チーム
こまつなおと
第一部
第1話ライバル
1話
=20XX年 都内某所…=
「くっそ!! 三人もいたトラッパーが全滅するなんて……、化物か?」
一人の少年が全力で森林地帯を走りながら呟いていた。
この呟きはある少年に対しての向けられたものだ。
この少年はチームを組んでいた仲間を三人も失った事で大きく動揺していた、そして、その仲間を失う事になった原因が彼の呟きの根本である『ある少年』にあるのだ。

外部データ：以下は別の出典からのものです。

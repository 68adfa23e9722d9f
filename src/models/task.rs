// SPDX-License-Identifier: MIT
// Copyright 2026 Roland Dreier <roland@rolandd.dev>

//! Task model, board lanes and request payloads.

use chrono::{DateTime, Utc};
use serde::{Deserialize, Serialize};
use std::fmt;
use validator::Validate;

use super::project::Project;
use super::reference::{HasId, IdOr};
use super::user::UserSummary;

/// Board lane. The set is fixed.
#[derive(Debug, Clone, Copy, PartialEq, Eq, Hash, Serialize, Deserialize)]
#[serde(rename_all = "kebab-case")]
pub enum TaskStatus {
    Todo,
    InProgress,
    Done,
}

impl TaskStatus {
    /// Lanes in display order.
    pub const LANES: [TaskStatus; 3] = [TaskStatus::Todo, TaskStatus::InProgress, TaskStatus::Done];

    pub fn as_str(self) -> &'static str {
        match self {
            TaskStatus::Todo => "todo",
            TaskStatus::InProgress => "in-progress",
            TaskStatus::Done => "done",
        }
    }

    /// Column heading.
    pub fn title(self) -> &'static str {
        match self {
            TaskStatus::Todo => "To Do",
            TaskStatus::InProgress => "In Progress",
            TaskStatus::Done => "Done",
        }
    }
}

impl fmt::Display for TaskStatus {
    fn fmt(&self, f: &mut fmt::Formatter<'_>) -> fmt::Result {
        f.write_str(self.as_str())
    }
}

/// Task document.
#[derive(Debug, Clone, PartialEq, Serialize, Deserialize)]
#[serde(rename_all = "camelCase")]
pub struct Task {
    #[serde(rename = "_id", alias = "id")]
    pub id: String,
    pub title: String,
    #[serde(default)]
    pub description: Option<String>,
    pub status: TaskStatus,
    pub project_id: IdOr<Project>,
    #[serde(default)]
    pub assigned_to: Option<IdOr<UserSummary>>,
    #[serde(default)]
    pub created_at: Option<DateTime<Utc>>,
    #[serde(default)]
    pub updated_at: Option<DateTime<Utc>>,
}

impl HasId for Task {
    fn id(&self) -> &str {
        &self.id
    }
}

/// `POST /tasks` body.
#[derive(Debug, Clone, Serialize, Validate)]
#[serde(rename_all = "camelCase")]
pub struct NewTask {
    #[validate(length(min = 1, message = "Task title is required"))]
    pub title: String,
    #[serde(skip_serializing_if = "Option::is_none")]
    pub description: Option<String>,
    pub status: TaskStatus,
    #[validate(length(min = 1, message = "Select a project first"))]
    pub project_id: String,
}

/// `PUT /tasks/:id` body; absent fields are left unchanged.
#[derive(Debug, Clone, Default, Serialize)]
#[serde(rename_all = "camelCase")]
pub struct TaskUpdate {
    #[serde(skip_serializing_if = "Option::is_none")]
    pub title: Option<String>,
    #[serde(skip_serializing_if = "Option::is_none")]
    pub description: Option<String>,
    #[serde(skip_serializing_if = "Option::is_none")]
    pub status: Option<TaskStatus>,
}

impl TaskUpdate {
    /// Status-only patch, as sent by a drag-and-drop.
    pub fn status(status: TaskStatus) -> Self {
        Self {
            status: Some(status),
            ..Self::default()
        }
    }
}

日本防衛軍特別育成学校・演習場A、それがこの少年がいる場所だ。
「スナイパーチームは無事か!? ……接近組は俺以外全滅だ…。」
『……こっちも壊滅状態。修二、悪いけど私たちの援護は期待しないでね……。』
「そうか……。お前たちは適宜タイミングを見計らって脱出してくれて構わない!」
『うん、悪いけどそうするね。……これ以上ランのチームに差をつけられる訳に行かないもの。』
修二と呼ばれたこの少年は仲間との通信を切った後に自分の表情が歪んでいく事を実感していた。
……修二は悔しかった。
その理由はどの様なものだろうか? 単純に仲間を失ったからか?
「……お前らはチーム編成のバランスがおかしいんだよ。どう結論付けたらチーム内アタッカーがお前だけになるんだ?」
修二の前に何の前触れもなく一人の少年が現れた、いや、待ち構えていたと言う表現が正しいだろう。

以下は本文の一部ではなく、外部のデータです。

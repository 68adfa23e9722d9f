// SPDX-License-Identifier: MIT
// Copyright 2026 Roland Dreier <roland@rolandd.dev>

//! Task CRUD endpoints (`/tasks`).

use serde::Deserialize;

use crate::error::Result;
use crate::models::{NewTask, Task, TaskUpdate};
use crate::services::api::ApiClient;

#[derive(Deserialize)]
struct TaskList {
    #[serde(default)]
    tasks: Vec<Task>,
}

#[derive(Deserialize)]
struct TaskData {
    task: Task,
}

#[derive(Clone)]
pub struct TaskApi {
    api: ApiClient,
}

impl TaskApi {
    pub fn new(api: ApiClient) -> Self {
        Self { api }
    }

    /// `GET /tasks?projectId=`; `None` lists every task visible to the user.
    pub async fn list(&self, project_id: Option<&str>) -> Result<Vec<Task>> {
        let list: TaskList = self
            .api
            .get("/tasks", &[("projectId", project_id.map(str::to_string))])
            .await?;
        Ok(list.tasks)
    }

    pub async fn create(&self, task: &NewTask) -> Result<Task> {
        let data: TaskData = self.api.post("/tasks", task).await?;
        Ok(data.task)
    }

    pub async fn update(&self, id: &str, patch: &TaskUpdate) -> Result<Task> {
        let data: TaskData = self.api.put(&format!("/tasks/{}", id), patch).await?;
        Ok(data.task)
    }

    pub async fn delete(&self, id: &str) -> Result<()> {
        self.api.delete(&format!("/tasks/{}", id)).await
    }
}
async fn update_task(
    State(state): State<Arc<MockState>>,
    Path(id): Path<String>,
    Json(patch): Json<Value>,
) -> Response {
    if let Some(failure) = state.guard("PUT /tasks") {
        return failure;
    }
    let mut tasks = state.tasks.lock().unwrap();
    match tasks.iter_mut().find(|t| t["_id"] == id.as_str()) {
        Some(task) => {
            merge(task, &patch);
            envelope(json!({"task": task.clone()}))
        }
        None => (
            StatusCode::NOT_FOUND,
            Json(json!({"success": false, "message": "Task not found"})),
        )
            .into_response(),
    }
}

async fn delete_task(State(state): State<Arc<MockState>>, Path(id): Path<String>) -> Response {
    if let Some(failure) = state.guard("DELETE /tasks") {
        return failure;
    }
    state.tasks.lock().unwrap().retain(|t| t["_id"] != id.as_str());
    envelope(Value::Null)
}

async fn list_messages(
    State(state): State<Arc<MockState>>,
    Query(query): Query<HashMap<String, String>>,
) -> Response {
    let delay = *state.history_delay.lock().unwrap();
    tokio::time::sleep(delay).await;

    if let Some(failure) = state.guard("GET /messages") {
        return failure;
    }
    let team = query.get("teamId").cloned().unwrap_or_default();
    let limit: usize = query
        .get("limit")
        .and_then(|l| l.parse().ok())
        .unwrap_or(50);
    let all: Vec<Value> = state
        .messages
        .lock()
        .unwrap()
        .iter()
        .filter(|m| reference_id(&m["teamId"]) == Some(team.as_str()))
        .cloned()
        .collect();
    let start = all.len().saturating_sub(limit);
    envelope(json!({"messages": &all[start..]}))
}

async fn send_message(State(state): State<Arc<MockState>>, Json(body): Json<Value>) -> Response {
    if let Some(failure) = state.guard("POST /messages") {
        return failure;
    }
    let team = body["teamId"].as_str().unwrap_or_default().to_string();
    let user = state.user.lock().unwrap().clone();
    let message = json!({
        "_id": format!("m{}", state.next_id()),
        "content": body["content"],
        "senderId": {"_id": user["_id"], "name": user["name"]},
        "teamId": team,
        "timestamp": "2025-01-01T12:00:00Z",
    });
    state.messages.lock().unwrap().push(message.clone());
    state.broadcast(Some(&team), format!("42{}", json!(["new-message", message])));
    envelope(json!({"message": message}))
}
// SPDX-License-Identifier: MIT
// Copyright 2026 Roland Dreier <roland@rolandd.dev>

//! TeamHub headless client
//!
//! Signs in with `TEAMHUB_EMAIL` / `TEAMHUB_PASSWORD`, prints the dashboard
//! counters, then follows the team chat until Ctrl-C and signs out.

use anyhow::Context;
use teamhub::{
    config::Config,
    notify::Level,
    views::{ChatView, DashboardView},
    AppState,
};
use tracing_subscriber::{layer::SubscriberExt, util::SubscriberInitExt};

#[tokio::main]
async fn main() -> anyhow::Result<()> {
    init_logging();

    let config = Config::from_env().context("Failed to load configuration")?;
    tracing::info!(api = %config.api_url, socket = %config.socket_url, "Starting TeamHub client");

    let app = AppState::build(config).context("Failed to initialize client")?;

    // Surface toasts in the log.
    let mut toasts = app.notifier.subscribe();
    tokio::spawn(async move {
        while let Ok(toast) = toasts.recv().await {
            match toast.level {
                Level::Success => tracing::info!(text = %toast.text, "Notification"),
                Level::Error => tracing::warn!(text = %toast.text, "Notification"),
            }
        }
    });

    let observer = app.session.start_observer();
    let snapshot = app.session.wait_until_loaded().await;

    if snapshot.user.is_none() {
        let email = std::env::var("TEAMHUB_EMAIL").context("TEAMHUB_EMAIL not set")?;
        let password = std::env::var("TEAMHUB_PASSWORD").context("TEAMHUB_PASSWORD not set")?;
        app.session.login(&email, &password).await?;
    }

    let user = app.session.current_user().context("No signed-in user")?;
    tracing::info!(user = %user.name, role = ?user.role, team = ?user.team_id, "Signed in");

    let dashboard = DashboardView::new(app.clone());
    if let Ok(stats) = dashboard.refresh().await {
        tracing::info!(
            projects = stats.total_projects,
            tasks = stats.total_tasks,
            in_progress = stats.in_progress,
            completed = stats.completed,
            "Dashboard"
        );
    }

    match ChatView::mount(app.clone()) {
        Ok(chat) => {
            let mut updates = chat.subscribe();
            let mut shown = 0;
            let ctrl_c = tokio::signal::ctrl_c();
            tokio::pin!(ctrl_c);
            loop {
                tokio::select! {
                    _ = &mut ctrl_c => break,
                    changed = updates.changed() => {
                        if changed.is_err() {
                            break;
                        }
                        let state = updates.borrow_and_update().clone();
                        // History replaces the list; start over when it shrinks.
                        if state.messages.len() < shown {
                            shown = 0;
                        }
                        for message in &state.messages[shown..] {
                            tracing::info!(
                                from = %message.sender_name(),
                                own = message.is_own(&user),
                                at = %message.timestamp,
                                "{}",
                                message.content
                            );
                        }
                        shown = state.messages.len();
                    }
                }
            }
            chat.unmount();
        }
        Err(e) => {
            tracing::warn!(error = %e, "Chat unavailable");
            let _ = tokio::signal::ctrl_c().await;
        }
    }

    if let Err(e) = app.session.logout().await {
        tracing::warn!(error = %e, "Logout incomplete");
    }
    app.session.shutdown();
    let _ = observer.await;

    Ok(())
}

/// Initialize structured JSON logging.
fn init_logging() {
    let format = tracing_subscriber::fmt::layer()
        .json()
        .with_target(false)
        .with_current_span(true)
        .flatten_event(true);

    tracing_subscriber::registry()
        .with(
            tracing_subscriber::EnvFilter::from_default_env()
                .add_directive("teamhub=debug".parse().expect("static directive"))
                .add_directive("info".parse().expect("static directive")),
        )
        .with(format)
        .init();
}
// SPDX-License-Identifier: MIT
// Copyright 2026 Roland Dreier <roland@rolandd.dev>

//! Projects page reconciler. Every mutation waits for the backend.

use std::sync::Arc;
use tokio::sync::watch;
use validator::Validate;

use crate::error::{AppError, Result};
use crate::models::{NewProject, Project, ProjectUpdate};
use crate::views::ViewScope;
use crate::AppState;

#[derive(Debug, Clone, Default, PartialEq)]
pub struct ProjectsState {
    pub projects: Vec<Project>,
    pub loading: bool,
}

pub struct ProjectsView {
    app: Arc<AppState>,
    state: watch::Sender<ProjectsState>,
    scope: ViewScope,
}

impl ProjectsView {
    /// Mount and load the projects of the user's team.
    pub async fn mount(app: Arc<AppState>) -> Self {
        let (state, _) = watch::channel(ProjectsState {
            projects: Vec::new(),
            loading: true,
        });
        let view = Self {
            app,
            state,
            scope: ViewScope::new(),
        };
        // Failure is notified; the list stays empty.
        let _ = view.refresh().await;
        view
    }

    pub fn state(&self) -> ProjectsState {
        self.state.borrow().clone()
    }

    pub fn subscribe(&self) -> watch::Receiver<ProjectsState> {
        self.state.subscribe()
    }

    /// Whether the session user may create, edit and delete projects.
    pub fn can_manage(&self) -> bool {
        self.app
            .session
            .current_user()
            .is_some_and(|u| u.role.can_manage_projects())
    }

    pub async fn refresh(&self) -> Result<()> {
        self.state.send_modify(|s| s.loading = true);
        let team_id = self.app.session.current_user().and_then(|u| u.team_id);

        let Some(result) = self.scope.run(self.app.projects.list(team_id.as_deref())).await else {
            return Ok(());
        };
        match result {
            Ok(projects) => {
                tracing::debug!(count = projects.len(), "Projects loaded");
                self.state.send_modify(|s| {
                    s.projects = projects;
                    s.loading = false;
                });
                Ok(())
            }
            Err(e) => {
                self.app.notifier.failure(&e, "Failed to fetch projects");
                self.state.send_modify(|s| s.loading = false);
                Err(e)
            }
        }
    }

    /// Create a project in the user's team. Without a team nothing is sent.
    pub async fn create(&self, name: &str, description: Option<&str>) -> Result<Project> {
        let created = match self.app.session.require_team("create projects") {
            Ok(team_id) => {
                let project = NewProject {
                    name: name.trim().to_string(),
                    description: description
                        .map(str::trim)
                        .filter(|d| !d.is_empty())
                        .map(str::to_string),
                    team_id,
                };
                match project.validate() {
                    Ok(()) => self.app.projects.create(&project).await,
                    Err(e) => Err(AppError::from(e)),
                }
            }
            Err(e) => Err(e),
        };

        match created {
            Ok(project) => {
                tracing::info!(project_id = %project.id, "Project created");
                self.state.send_modify(|s| s.projects.push(project.clone()));
                self.app.notifier.success("Project created successfully");
                Ok(project)
            }
            Err(e) => {
                self.app.notifier.failure(&e, "Failed to create project");
                Err(e)
            }
        }
    }

    pub async fn update(&self, project_id: &str, patch: &ProjectUpdate) -> Result<Project> {
        match self.app.projects.update(project_id, patch).await {
            Ok(project) => {
                self.state.send_modify(|s| {
                    match s.projects.iter_mut().find(|p| p.id == project.id) {
                        Some(existing) => *existing = project.clone(),
                        None => s.projects.push(project.clone()),
                    }
                });
                self.app.notifier.success("Project updated successfully");
                Ok(project)
            }
            Err(e) => {
                self.app.notifier.failure(&e, "Failed to update project");
                Err(e)
            }
        }
    }

    pub async fn delete(&self, project_id: &str) -> Result<()> {
        match self.app.projects.delete(project_id).await {
            Ok(()) => {
                tracing::info!(project_id = %project_id, "Project deleted");
                self.state.send_modify(|s| s.projects.retain(|p| p.id != project_id));
                self.app.notifier.success("Project deleted successfully");
                Ok(())
            }
            Err(e) => {
                self.app.notifier.failure(&e, "Failed to delete project");
                Err(e)
            }
        }
    }
}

「くっ……、うるさい!! ラン、お前だけは絶対に倒してやる!!」
「修二、……お前は俺を倒すことに拘り過ぎてるんだ。これはチーム戦だぞ? 自分の願望を仲間に押し付けるなよ。」
「これはチームの総意だ!! 俺たちチームSはお前だけを倒せれば、……それで良い!!」
ランと呼ばれた少年は小さくため息を吐きながら一歩ずつ修二に向かって近付いてくる。
その歩みと表情は客観的に見れば、とても余裕があるように感じられる雰囲気を醸し出していた。
……実際ランには余裕があるのだ。それだけ、この二人には実力の差があると言う事だ。
「……その執念には感心するけど、俺も負けてやる義理はないんでな。」
ランは修二に向かって一言だけ告げると、そこから歩みを早めて走りだした。
敵に対して正面から距離を詰める、この行動の意図は一切の小細工を使用しない、と言うランから修二に向けられた宣戦布告である。
そしてランは走りながら腰に差したブレードを抜刀した、すると、そのブレードは光を帯びながら彼の手元から拡張した。
拡張したランのブレードは目の前で構えを取っている修二に牙を向けていた。
ランのブレードは修二に向かって元々の剣身から、その長さを伸ばし続け、そして走っていく。
「ランンン!! そう何度も同じ手を喰らうかっ!!」
「……お前は俺がそう何度も同じ手を使うと思うのか?」
ランの放った拡張するブレードに対して修二は背中に背負っていた二本目の剣を構えて防御の態勢に入った。
だがランの放ったブレードは彼の行動を嘲笑うかのように拡張する軌道を変化させて……修二の後方から背中を刺突した。
「がっ!! …ブレードが曲がるだと!?」
「修二の場合はそれ以前に俺との戦力差があるから、勝手に敗因に決めるなよ?」
ランは自分の放った攻撃を背後からまともに喰らいその場で倒れ込んでいる修二に対して、何とも辛辣な言葉を口にした。
だが、ランはこの修二が嫌いでは無い。
そしてその事を知っているからこそ修二も倒れ込みながら、自分の負けを素直に認めたのだ。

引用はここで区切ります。